Required action. Emit an exact copy of the lines running from the start of the records to the line containing "database connection info", both included.
##########
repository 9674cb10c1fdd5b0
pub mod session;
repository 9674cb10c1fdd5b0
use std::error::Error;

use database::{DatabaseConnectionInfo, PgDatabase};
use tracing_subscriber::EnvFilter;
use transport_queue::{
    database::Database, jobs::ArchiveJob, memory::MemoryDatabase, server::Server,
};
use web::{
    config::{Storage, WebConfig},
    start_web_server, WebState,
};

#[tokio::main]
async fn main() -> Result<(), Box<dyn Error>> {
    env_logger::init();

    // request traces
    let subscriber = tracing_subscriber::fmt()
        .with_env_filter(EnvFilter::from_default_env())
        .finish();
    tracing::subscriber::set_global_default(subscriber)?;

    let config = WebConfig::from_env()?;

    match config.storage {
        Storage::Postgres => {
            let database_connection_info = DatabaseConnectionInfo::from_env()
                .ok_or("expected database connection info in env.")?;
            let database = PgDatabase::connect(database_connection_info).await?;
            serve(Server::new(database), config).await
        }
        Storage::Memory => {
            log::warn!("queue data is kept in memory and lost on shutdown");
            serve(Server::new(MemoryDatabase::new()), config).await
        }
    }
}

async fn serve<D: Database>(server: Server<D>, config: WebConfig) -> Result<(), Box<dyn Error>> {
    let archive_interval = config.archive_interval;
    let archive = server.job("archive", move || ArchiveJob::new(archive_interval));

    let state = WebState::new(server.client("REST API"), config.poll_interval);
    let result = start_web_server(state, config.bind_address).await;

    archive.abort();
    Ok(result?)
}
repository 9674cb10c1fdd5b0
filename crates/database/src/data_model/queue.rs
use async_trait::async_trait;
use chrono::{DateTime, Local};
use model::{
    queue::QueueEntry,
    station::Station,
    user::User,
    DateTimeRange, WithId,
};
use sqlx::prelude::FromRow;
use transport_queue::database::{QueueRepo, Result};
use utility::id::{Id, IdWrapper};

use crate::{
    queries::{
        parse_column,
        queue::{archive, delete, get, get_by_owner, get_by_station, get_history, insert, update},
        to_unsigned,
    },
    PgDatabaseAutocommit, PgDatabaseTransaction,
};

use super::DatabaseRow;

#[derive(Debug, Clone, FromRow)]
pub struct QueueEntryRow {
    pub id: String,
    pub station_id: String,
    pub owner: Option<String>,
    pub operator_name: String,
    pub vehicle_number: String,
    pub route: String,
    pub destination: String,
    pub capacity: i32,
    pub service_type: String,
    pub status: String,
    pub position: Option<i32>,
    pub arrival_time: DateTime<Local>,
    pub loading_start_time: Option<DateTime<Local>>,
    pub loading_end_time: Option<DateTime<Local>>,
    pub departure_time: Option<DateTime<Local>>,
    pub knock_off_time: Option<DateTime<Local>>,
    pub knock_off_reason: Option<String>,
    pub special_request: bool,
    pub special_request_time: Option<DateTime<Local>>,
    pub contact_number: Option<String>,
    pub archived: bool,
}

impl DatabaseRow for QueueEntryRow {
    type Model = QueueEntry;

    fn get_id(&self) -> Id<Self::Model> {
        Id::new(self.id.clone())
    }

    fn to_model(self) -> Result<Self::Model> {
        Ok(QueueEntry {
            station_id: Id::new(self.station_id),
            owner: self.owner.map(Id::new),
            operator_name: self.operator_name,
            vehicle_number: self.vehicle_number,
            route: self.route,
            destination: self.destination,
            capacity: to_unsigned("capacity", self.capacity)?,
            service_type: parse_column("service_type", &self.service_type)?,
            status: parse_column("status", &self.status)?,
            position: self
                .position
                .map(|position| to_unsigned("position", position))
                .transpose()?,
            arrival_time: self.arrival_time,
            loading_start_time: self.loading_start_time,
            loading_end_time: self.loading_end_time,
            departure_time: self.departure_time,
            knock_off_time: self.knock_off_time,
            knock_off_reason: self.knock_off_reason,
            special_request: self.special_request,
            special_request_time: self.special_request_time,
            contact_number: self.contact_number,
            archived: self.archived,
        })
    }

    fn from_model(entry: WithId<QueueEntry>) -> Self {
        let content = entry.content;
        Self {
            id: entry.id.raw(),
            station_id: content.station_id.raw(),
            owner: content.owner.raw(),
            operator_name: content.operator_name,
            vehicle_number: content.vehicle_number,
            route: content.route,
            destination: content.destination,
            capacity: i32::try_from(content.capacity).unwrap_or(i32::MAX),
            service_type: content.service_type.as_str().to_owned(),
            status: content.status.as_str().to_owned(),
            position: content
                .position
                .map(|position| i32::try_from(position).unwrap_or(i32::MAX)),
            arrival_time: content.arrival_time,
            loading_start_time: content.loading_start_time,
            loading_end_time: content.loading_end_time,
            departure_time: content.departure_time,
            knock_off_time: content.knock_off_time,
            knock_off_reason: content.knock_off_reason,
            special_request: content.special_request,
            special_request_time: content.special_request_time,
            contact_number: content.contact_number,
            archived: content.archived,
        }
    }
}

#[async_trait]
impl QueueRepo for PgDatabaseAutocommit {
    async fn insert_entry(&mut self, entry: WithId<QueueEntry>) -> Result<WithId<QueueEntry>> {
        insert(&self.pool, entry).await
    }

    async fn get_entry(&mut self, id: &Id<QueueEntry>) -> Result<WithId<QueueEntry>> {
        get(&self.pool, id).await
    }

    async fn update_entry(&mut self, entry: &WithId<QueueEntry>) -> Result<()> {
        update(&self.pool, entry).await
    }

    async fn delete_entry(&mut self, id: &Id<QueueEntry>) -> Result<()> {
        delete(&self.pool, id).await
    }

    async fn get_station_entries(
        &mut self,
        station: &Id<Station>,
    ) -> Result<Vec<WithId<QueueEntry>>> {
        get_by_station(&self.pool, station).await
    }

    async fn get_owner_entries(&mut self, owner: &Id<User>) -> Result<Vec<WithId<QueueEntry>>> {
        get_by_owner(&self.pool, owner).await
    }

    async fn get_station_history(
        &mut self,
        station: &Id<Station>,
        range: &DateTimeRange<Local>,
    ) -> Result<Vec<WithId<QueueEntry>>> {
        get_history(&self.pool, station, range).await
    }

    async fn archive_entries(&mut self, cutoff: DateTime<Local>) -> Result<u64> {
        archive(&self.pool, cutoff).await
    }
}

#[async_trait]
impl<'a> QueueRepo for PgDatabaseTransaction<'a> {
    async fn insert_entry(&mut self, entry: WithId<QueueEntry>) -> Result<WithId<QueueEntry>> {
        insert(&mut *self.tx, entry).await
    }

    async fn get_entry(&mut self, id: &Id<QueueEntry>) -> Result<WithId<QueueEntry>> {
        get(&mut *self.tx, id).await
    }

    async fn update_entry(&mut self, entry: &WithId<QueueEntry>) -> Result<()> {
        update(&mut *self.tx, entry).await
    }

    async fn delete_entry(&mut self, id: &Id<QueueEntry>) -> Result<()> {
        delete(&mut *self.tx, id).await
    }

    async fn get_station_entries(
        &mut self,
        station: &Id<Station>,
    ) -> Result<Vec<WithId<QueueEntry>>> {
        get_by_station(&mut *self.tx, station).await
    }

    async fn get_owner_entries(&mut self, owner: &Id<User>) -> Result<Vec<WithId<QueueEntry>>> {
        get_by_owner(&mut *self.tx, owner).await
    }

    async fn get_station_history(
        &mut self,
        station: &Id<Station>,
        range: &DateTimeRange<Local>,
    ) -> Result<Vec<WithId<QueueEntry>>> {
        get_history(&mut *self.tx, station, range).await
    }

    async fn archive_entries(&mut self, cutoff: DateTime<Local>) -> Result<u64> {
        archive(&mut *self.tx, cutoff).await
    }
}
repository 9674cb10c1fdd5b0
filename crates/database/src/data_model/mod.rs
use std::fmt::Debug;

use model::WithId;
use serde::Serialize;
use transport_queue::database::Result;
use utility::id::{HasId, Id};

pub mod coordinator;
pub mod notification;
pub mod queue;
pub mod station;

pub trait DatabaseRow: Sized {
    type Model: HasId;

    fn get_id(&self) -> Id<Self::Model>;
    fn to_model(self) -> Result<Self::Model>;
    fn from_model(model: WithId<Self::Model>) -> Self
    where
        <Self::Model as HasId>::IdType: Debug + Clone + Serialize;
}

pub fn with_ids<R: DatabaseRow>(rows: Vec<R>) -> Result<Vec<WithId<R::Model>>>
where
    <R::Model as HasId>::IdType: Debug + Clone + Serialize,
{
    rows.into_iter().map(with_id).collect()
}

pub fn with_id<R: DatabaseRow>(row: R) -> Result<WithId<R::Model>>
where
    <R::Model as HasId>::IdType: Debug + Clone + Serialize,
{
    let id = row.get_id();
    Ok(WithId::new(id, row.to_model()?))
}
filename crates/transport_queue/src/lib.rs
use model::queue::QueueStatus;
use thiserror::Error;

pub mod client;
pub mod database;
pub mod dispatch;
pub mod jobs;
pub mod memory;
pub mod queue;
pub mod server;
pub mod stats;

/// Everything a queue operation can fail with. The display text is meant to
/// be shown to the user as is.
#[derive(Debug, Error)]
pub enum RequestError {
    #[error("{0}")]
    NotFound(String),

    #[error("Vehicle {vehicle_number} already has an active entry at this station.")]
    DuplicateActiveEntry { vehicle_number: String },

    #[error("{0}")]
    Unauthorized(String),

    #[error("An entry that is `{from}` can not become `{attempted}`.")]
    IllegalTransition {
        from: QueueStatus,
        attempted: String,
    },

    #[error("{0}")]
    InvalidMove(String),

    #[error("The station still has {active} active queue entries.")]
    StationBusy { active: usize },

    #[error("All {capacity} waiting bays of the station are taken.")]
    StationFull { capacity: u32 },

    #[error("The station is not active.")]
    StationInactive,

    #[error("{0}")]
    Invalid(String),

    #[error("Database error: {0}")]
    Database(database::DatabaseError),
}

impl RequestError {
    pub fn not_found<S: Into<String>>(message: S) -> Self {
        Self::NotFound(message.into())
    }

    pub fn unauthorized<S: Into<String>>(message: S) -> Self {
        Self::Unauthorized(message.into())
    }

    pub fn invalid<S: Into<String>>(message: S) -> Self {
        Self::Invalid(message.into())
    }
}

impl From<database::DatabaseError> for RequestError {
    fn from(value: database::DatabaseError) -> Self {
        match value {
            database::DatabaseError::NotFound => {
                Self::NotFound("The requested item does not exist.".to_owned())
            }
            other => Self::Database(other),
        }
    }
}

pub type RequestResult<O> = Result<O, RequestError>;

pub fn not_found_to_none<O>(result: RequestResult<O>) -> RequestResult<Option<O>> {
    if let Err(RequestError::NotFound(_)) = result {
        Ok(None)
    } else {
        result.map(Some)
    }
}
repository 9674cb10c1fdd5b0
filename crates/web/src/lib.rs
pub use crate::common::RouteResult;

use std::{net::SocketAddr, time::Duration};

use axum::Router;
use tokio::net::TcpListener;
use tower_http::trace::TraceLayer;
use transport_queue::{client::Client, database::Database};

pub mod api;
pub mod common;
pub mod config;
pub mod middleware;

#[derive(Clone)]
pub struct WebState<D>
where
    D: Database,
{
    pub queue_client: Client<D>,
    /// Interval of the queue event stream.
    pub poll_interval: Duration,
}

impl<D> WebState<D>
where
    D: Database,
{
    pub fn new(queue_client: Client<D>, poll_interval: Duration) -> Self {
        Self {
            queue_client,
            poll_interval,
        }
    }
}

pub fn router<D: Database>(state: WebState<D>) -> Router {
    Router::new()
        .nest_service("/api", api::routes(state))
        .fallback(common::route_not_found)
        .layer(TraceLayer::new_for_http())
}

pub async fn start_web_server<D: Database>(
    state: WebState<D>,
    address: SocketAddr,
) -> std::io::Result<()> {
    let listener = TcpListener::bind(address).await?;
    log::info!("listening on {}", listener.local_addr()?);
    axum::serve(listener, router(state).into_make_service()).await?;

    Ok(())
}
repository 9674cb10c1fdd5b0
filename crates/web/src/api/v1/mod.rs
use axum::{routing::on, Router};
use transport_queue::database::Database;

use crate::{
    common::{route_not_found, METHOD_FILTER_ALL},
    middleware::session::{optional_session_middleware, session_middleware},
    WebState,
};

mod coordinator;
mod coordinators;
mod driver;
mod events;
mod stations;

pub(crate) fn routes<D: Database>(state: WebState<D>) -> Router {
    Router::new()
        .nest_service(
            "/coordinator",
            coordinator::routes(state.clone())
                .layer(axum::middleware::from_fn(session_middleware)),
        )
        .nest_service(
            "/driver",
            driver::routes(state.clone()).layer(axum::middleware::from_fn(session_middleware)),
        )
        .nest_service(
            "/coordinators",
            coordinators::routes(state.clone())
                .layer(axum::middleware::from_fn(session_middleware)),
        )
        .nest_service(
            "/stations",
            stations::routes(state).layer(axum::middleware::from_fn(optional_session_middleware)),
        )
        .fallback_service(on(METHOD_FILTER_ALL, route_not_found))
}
##########
Written reply.
repository 9674cb10c1fdd5b0
pub mod session;
repository 9674cb10c1fdd5b0
use std::error::Error;

use database::{DatabaseConnectionInfo, PgDatabase};
use tracing_subscriber::EnvFilter;
use transport_queue::{
    database::Database, jobs::ArchiveJob, memory::MemoryDatabase, server::Server,
};
use web::{
    config::{Storage, WebConfig},
    start_web_server, WebState,
};

#[tokio::main]
async fn main() -> Result<(), Box<dyn Error>> {
    env_logger::init();

    // request traces
    let subscriber = tracing_subscriber::fmt()
        .with_env_filter(EnvFilter::from_default_env())
        .finish();
    tracing::subscriber::set_global_default(subscriber)?;

    let config = WebConfig::from_env()?;

    match config.storage {
        Storage::Postgres => {
            let database_connection_info = DatabaseConnectionInfo::from_env()
                .ok_or("expected database connection info in env.")?;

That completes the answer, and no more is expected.